Until October 2017 LSM growth was gathering steam, having posted a phenomenal four-month average growth of 9.6 percent. But November is another story. The benchmark large scale manufacturing index dropped 2 percent year-on-year in November 2017 – its first November fall in many years. The consequence: the year-to-date average manufacturing growth has tapered off to 7.2 percent, which is higher than five-month figures in recent history but sharply lower than previous month’s number.
Some of the key drivers of five-month LSM growth so far are not very different from those in the preceding four months: iron & steel, cement, automobile, and cigarettes, although some of those items have witnessed a bit of slowdown. For instance, cement production slowed in November due to the seasonal affect; November and December usually see weaker cement production due to lower demand in winters. Or in the case of cigarettes, higher base affect has kicked in leading to slower growth in November 2017.
The index-heavy weight cotton – yarn and cloth – saw an improvement in November. In last month’s LSM coverage, this column said that based in our channel checks, production in yarn and cloth has picked up pace following the notification of revised textile export package in late October. That growth, although rather tepid, is visible in November’s numbers. Yarn and cloth production rose 0.11 and 0.12 percent in November year-on-year – higher than growth figures of 0.07 and zero percent growth in the first four months.
The biggest dent to LSM growth in November was made by petroleum, fertilizer and sugar. Following the recent LNG-furnace oil saga, a number of refineries had scaled down operations roughly from the start of November 2017 to mid-December 2017. Based on that industry insight, in this column’s last month coverage, BR Research said it expected the LSM numbers in November and December to take a hit. Therefore, the 4.7 percent November fall in the production of petroleum products should not come as a surprise. However, petroleum production seems to have resumed and the same should reflect in the LSM number December onward. The long-term outlook of this sector however hangs in balance. But that’s a different story.
The fertilizer sector continues to dent LSM growth. But the sector is expected to show some growth in the second half, as the plants that witnessed earlier-than-usual maintenance shut down are due to resume production soon, whereas gas supply issues now stand much improved compared to the second quarter.
Sugar production on the other hand is a messy story. High support prices have led to a buildup of sugar stocks that the mills have been unable to offload in the international market without subsidies and under quota restriction.

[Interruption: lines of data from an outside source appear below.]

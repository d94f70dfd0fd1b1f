//! The fixed rendition table.

use serde::{Deserialize, Serialize};
use std::fmt;
use std::str::FromStr;

/// An output quality tier.
///
/// Variants are declared in ascending quality, so the derived `Ord` matches
/// the order renditions are planned, encoded and reported in.
#[derive(Debug, Clone, Copy, PartialEq, Eq, PartialOrd, Ord, Hash, Serialize, Deserialize)]
pub enum Rendition {
    #[serde(rename = "240p")]
    P240,
    #[serde(rename = "360p")]
    P360,
    #[serde(rename = "480p")]
    P480,
    #[serde(rename = "720p")]
    P720,
    #[serde(rename = "1080p")]
    P1080,
}

/// A width/height pair in whole pixels.
#[derive(Debug, Clone, Copy, PartialEq, Eq, Serialize, Deserialize)]
pub struct Dimensions {
    pub width: u32,
    pub height: u32,
}

impl Dimensions {
    pub const fn new(width: u32, height: u32) -> Self {
        Self { width, height }
    }

    /// Whether both sides are at least as large as `other`.
    pub fn covers(&self, other: Dimensions) -> bool {
        self.width >= other.width && self.height >= other.height
    }
}

impl fmt::Display for Dimensions {
    fn fmt(&self, f: &mut fmt::Formatter<'_>) -> fmt::Result {
        write!(f, "{}x{}", self.width, self.height)
    }
}

impl Rendition {
    /// Every rendition, lowest first.
    pub const ALL: [Rendition; 5] = [
        Rendition::P240,
        Rendition::P360,
        Rendition::P480,
        Rendition::P720,
        Rendition::P1080,
    ];

    /// The lowest tier, used when a source is below every threshold.
    pub const LOWEST: Rendition = Rendition::P240;

    /// Name used in object keys, directory names and responses.
    pub fn name(&self) -> &'static str {
        match self {
            Rendition::P240 => "240p",
            Rendition::P360 => "360p",
            Rendition::P480 => "480p",
            Rendition::P720 => "720p",
            Rendition::P1080 => "1080p",
        }
    }

    /// Box the encoder scales into.
    ///
    /// 480p targets 852 wide rather than 854 so the encoded width stays even.
    pub fn target(&self) -> Dimensions {
        match self {
            Rendition::P240 => Dimensions::new(426, 240),
            Rendition::P360 => Dimensions::new(640, 360),
            Rendition::P480 => Dimensions::new(852, 480),
            Rendition::P720 => Dimensions::new(1280, 720),
            Rendition::P1080 => Dimensions::new(1920, 1080),
        }
    }

    /// Minimum source size that classifies as this tier.
    pub fn threshold(&self) -> Dimensions {
        match self {
            Rendition::P480 => Dimensions::new(854, 480),
            other => other.target(),
        }
    }

    /// Ffmpeg scale expression for the target box (`W:H`).
    pub fn scale_expr(&self) -> String {
        let target = self.target();
        format!("{}:{}", target.width, target.height)
    }
}

impl fmt::Display for Rendition {
    fn fmt(&self, f: &mut fmt::Formatter<'_>) -> fmt::Result {
        f.write_str(self.name())
    }
}

/// Error returned when parsing an unknown rendition name.
#[derive(Debug, Clone, PartialEq, Eq, thiserror::Error)]
#[error("unknown rendition: {0}")]
pub struct UnknownRendition(pub String);

impl FromStr for Rendition {
    type Err = UnknownRendition;

    fn from_str(s: &str) -> Result<Self, Self::Err> {
        Rendition::ALL
            .into_iter()
            .find(|r| r.name() == s)
            .ok_or_else(|| UnknownRendition(s.to_string()))
    }
}
//! Transcode endpoint.
//!
//! `POST /api/v1/transcode` takes a streamed body of newline-delimited JSON
//! messages, each `{"filename": "<source key>"}`. Only the last key counts.
//! When the body ends cleanly one job runs and one JSON response is returned.

use axum::{
    body::Body,
    extract::State,
    http::StatusCode,
    Json,
};
use futures::StreamExt;
use serde::{Deserialize, Serialize};
use std::sync::Arc;
use thiserror::Error;
use tracing::{info, warn};

use ladder_core::TranscodeResult;

use crate::metrics::TRANSCODE_REQUESTS_TOTAL;
use crate::state::AppState;

/// Longest accepted message line in bytes.
pub const MAX_MESSAGE_BYTES: usize = 64 * 1024;

/// One request message.
#[derive(Debug, Clone, Deserialize, Serialize)]
pub struct TranscodeRequest {
    pub filename: String,
}

/// The single reply to a transcode request.
#[derive(Debug, Clone, PartialEq, Eq, Serialize, Deserialize)]
#[serde(rename_all = "camelCase")]
pub struct TranscodeResponse {
    pub message: String,
    pub success: bool,
    pub transcoded_files: Vec<String>,
    pub duration_millis: i64,
}

impl TranscodeResponse {
    pub fn completed(result: &TranscodeResult) -> Self {
        Self {
            message: "Transcoded successfully".to_string(),
            success: true,
            transcoded_files: result.rendition_names(),
            duration_millis: i64::try_from(result.source_duration_millis).unwrap_or(i64::MAX),
        }
    }

    pub fn failed(message: impl Into<String>) -> Self {
        Self {
            message: message.into(),
            success: false,
            transcoded_files: Vec::new(),
            duration_millis: 0,
        }
    }
}

/// Reasons a request is rejected before any job runs.
#[derive(Debug, Error, PartialEq, Eq)]
pub enum IntakeError {
    #[error("request stream failed: {0}")]
    Transport(String),

    #[error("invalid message on line {line}: {reason}")]
    Malformed { line: usize, reason: String },

    #[error("no filename received")]
    Empty,

    #[error("filename is empty")]
    BlankKey,
}

#[derive(Debug)]
enum IntakeState {
    AwaitingInput,
    Receiving { last_key: String },
}

/// Accumulates body chunks into messages, keeping only the last key.
#[derive(Debug)]
pub struct RequestIntake {
    state: IntakeState,
    pending: Vec<u8>,
    line: usize,
}

impl Default for RequestIntake {
    fn default() -> Self {
        Self::new()
    }
}

impl RequestIntake {
    pub fn new() -> Self {
        Self {
            state: IntakeState::AwaitingInput,
            pending: Vec::new(),
            line: 0,
        }
    }

    /// Feeds one body chunk. Complete lines are parsed immediately.
    pub fn push(&mut self, chunk: &[u8]) -> Result<(), IntakeError> {
        self.pending.extend_from_slice(chunk);

        while let Some(pos) = self.pending.iter().position(|&b| b == b'\n') {
            self.check_length(pos)?;
            let line: Vec<u8> = self.pending.drain(..=pos).collect();
            self.accept_line(&line[..line.len() - 1])?;
        }

        self.check_length(self.pending.len())
    }

    fn check_length(&self, len: usize) -> Result<(), IntakeError> {
        if len > MAX_MESSAGE_BYTES {
            return Err(IntakeError::Malformed {
                line: self.line + 1,
                reason: format!("message exceeds {} bytes", MAX_MESSAGE_BYTES),
            });
        }
        Ok(())
    }

    /// Ends the stream and yields the key to transcode.
    pub fn finish(mut self) -> Result<String, IntakeError> {
        let rest = std::mem::take(&mut self.pending);
        self.accept_line(&rest)?;

        match self.state {
            IntakeState::AwaitingInput => Err(IntakeError::Empty),
            IntakeState::Receiving { last_key } if last_key.trim().is_empty() => {
                Err(IntakeError::BlankKey)
            }
            IntakeState::Receiving { last_key } => Ok(last_key),
        }
    }

    fn accept_line(&mut self, raw: &[u8]) -> Result<(), IntakeError> {
        self.line += 1;
        let raw = raw.strip_suffix(b"\r").unwrap_or(raw);
        if raw.iter().all(u8::is_ascii_whitespace) {
            return Ok(());
        }

        let message: TranscodeRequest =
            serde_json::from_slice(raw).map_err(|e| IntakeError::Malformed {
                line: self.line,
                reason: e.to_string(),
            })?;
        info!("Received video key {}", message.filename);

        self.state = IntakeState::Receiving {
            last_key: message.filename,
        };
        Ok(())
    }
}

/// Reads the whole request stream.
async fn read_request(body: Body) -> Result<String, IntakeError> {
    let mut intake = RequestIntake::new();
    let mut stream = body.into_data_stream();

    while let Some(chunk) = stream.next().await {
        let chunk = chunk.map_err(|e| IntakeError::Transport(e.to_string()))?;
        intake.push(&chunk)?;
    }

    intake.finish()
}

pub async fn transcode(
    State(state): State<Arc<AppState>>,
    body: Body,
) -> (StatusCode, Json<TranscodeResponse>) {
    let source_key = match read_request(body).await {
        Ok(key) => key,
        Err(e) => {
            warn!("Rejected transcode request: {}", e);
            TRANSCODE_REQUESTS_TOTAL.with_label_values(&["rejected"]).inc();
            return (
                StatusCode::BAD_REQUEST,
                Json(TranscodeResponse::failed(e.to_string())),
            );
        }
    };

    match state.transcoder().run(&source_key).await {
        Ok(result) => {
            info!("Transcoded files: {:?}", result.rendition_names());
            TRANSCODE_REQUESTS_TOTAL.with_label_values(&["success"]).inc();
            (StatusCode::OK, Json(TranscodeResponse::completed(&result)))
        }
        Err(e) => {
            TRANSCODE_REQUESTS_TOTAL.with_label_values(&["failed"]).inc();
            (
                StatusCode::INTERNAL_SERVER_ERROR,
                Json(TranscodeResponse::failed(e.to_string())),
            )
        }
    }
}

#[cfg(test)]
mod tests {
    use super::*;

    fn intake(chunks: &[&str]) -> Result<String, IntakeError> {
        let mut intake = RequestIntake::new();
        for chunk in chunks {
            intake.push(chunk.as_bytes())?;
        }
        intake.finish()
    }

    #[test]
    fn test_single_message() {
        assert_eq!(intake(&["{\"filename\":\"clip.mp4\"}\n"]).unwrap(), "clip.mp4");
    }

    #[test]
    fn test_last_key_wins() {
        let key = intake(&[
            "{\"filename\":\"a.mp4\"}\n",
            "{\"filename\":\"b.mp4\"}\n{\"filename\":\"c.mp4\"}",
        ])
        .unwrap();
        assert_eq!(key, "c.mp4");
    }

    #[test]
    fn test_message_split_across_chunks() {
        let key = intake(&["{\"file", "name\":\"movies/clip", ".mp4\"}\r\n"]).unwrap();
        assert_eq!(key, "movies/clip.mp4");
    }

    #[test]
    fn test_blank_lines_ignored() {
        let key = intake(&["\n\n{\"filename\":\"clip.mp4\"}\n\n"]).unwrap();
        assert_eq!(key, "clip.mp4");
    }

    #[test]
    fn test_empty_stream_rejected() {
        assert_eq!(intake(&[]).unwrap_err(), IntakeError::Empty);
        assert_eq!(intake(&["\n \n"]).unwrap_err(), IntakeError::Empty);
    }

    #[test]
    fn test_blank_last_key_rejected() {
        let err = intake(&["{\"filename\":\"clip.mp4\"}\n{\"filename\":\"  \"}\n"]).unwrap_err();
        assert_eq!(err, IntakeError::BlankKey);
    }

    #[test]
    fn test_malformed_line_rejected() {
        let err = intake(&["{\"filename\":\"clip.mp4\"}\nnot json\n"]).unwrap_err();
        assert!(matches!(err, IntakeError::Malformed { line: 2, .. }));

        let err = intake(&["{\"name\":\"clip.mp4\"}"]).unwrap_err();
        assert!(matches!(err, IntakeError::Malformed { line: 1, .. }));
    }

    #[test]
    fn test_oversized_message_rejected() {
        let mut intake = RequestIntake::new();
        let big = vec![b'a'; MAX_MESSAGE_BYTES + 1];
        let err = intake.push(&big).unwrap_err();
        assert!(matches!(err, IntakeError::Malformed { line: 1, .. }));
    }

    #[test]
    fn test_oversized_complete_line_rejected() {
        let mut line = format!("{{\"filename\":\"{}\"}}", "a".repeat(4 * MAX_MESSAGE_BYTES));
        line.push('\n');

        let mut intake = RequestIntake::new();
        let err = intake.push(line.as_bytes()).unwrap_err();
        assert!(matches!(err, IntakeError::Malformed { line: 1, .. }));
    }

    #[test]
    fn test_line_at_limit_accepted() {
        let envelope = "{\"filename\":\"\"}".len();
        let key = "a".repeat(MAX_MESSAGE_BYTES - envelope);
        let line = format!("{{\"filename\":\"{}\"}}\n", key);
        assert_eq!(line.len(), MAX_MESSAGE_BYTES + 1);

        assert_eq!(intake(&[line.as_str()]).unwrap(), key);
    }

    #[test]
    fn test_response_json_shape() {
        let result = TranscodeResult {
            job_id: "job".to_string(),
            renditions: vec![ladder_core::Rendition::P240, ladder_core::Rendition::P360],
            source_duration_millis: 12_345,
            uploaded_objects: 6,
        };
        let json = serde_json::to_value(TranscodeResponse::completed(&result)).unwrap();
        assert_eq!(json["message"], "Transcoded successfully");
        assert_eq!(json["success"], true);
        assert_eq!(json["transcodedFiles"], serde_json::json!(["240p", "360p"]));
        assert_eq!(json["durationMillis"], 12_345);

        let json = serde_json::to_value(TranscodeResponse::failed("probe failed: x")).unwrap();
        assert_eq!(json["success"], false);
        assert_eq!(json["transcodedFiles"], serde_json::json!([]));
        assert_eq!(json["durationMillis"], 0);
    }
}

In turn, sugar production in this season has taken a hit (down 81% in LSM index) with growers protesting that their harvest is not being bought as per the price schedule.
The sugar saga is a classic example of how bad governance limits and erodes the growth stoked by kicking off aggregate demand through government’s development projects. Relying on Keynesian growth without fixing the policy and governance cogs only lead to loud cranks in the system. November’s 2 percent drop is that crank!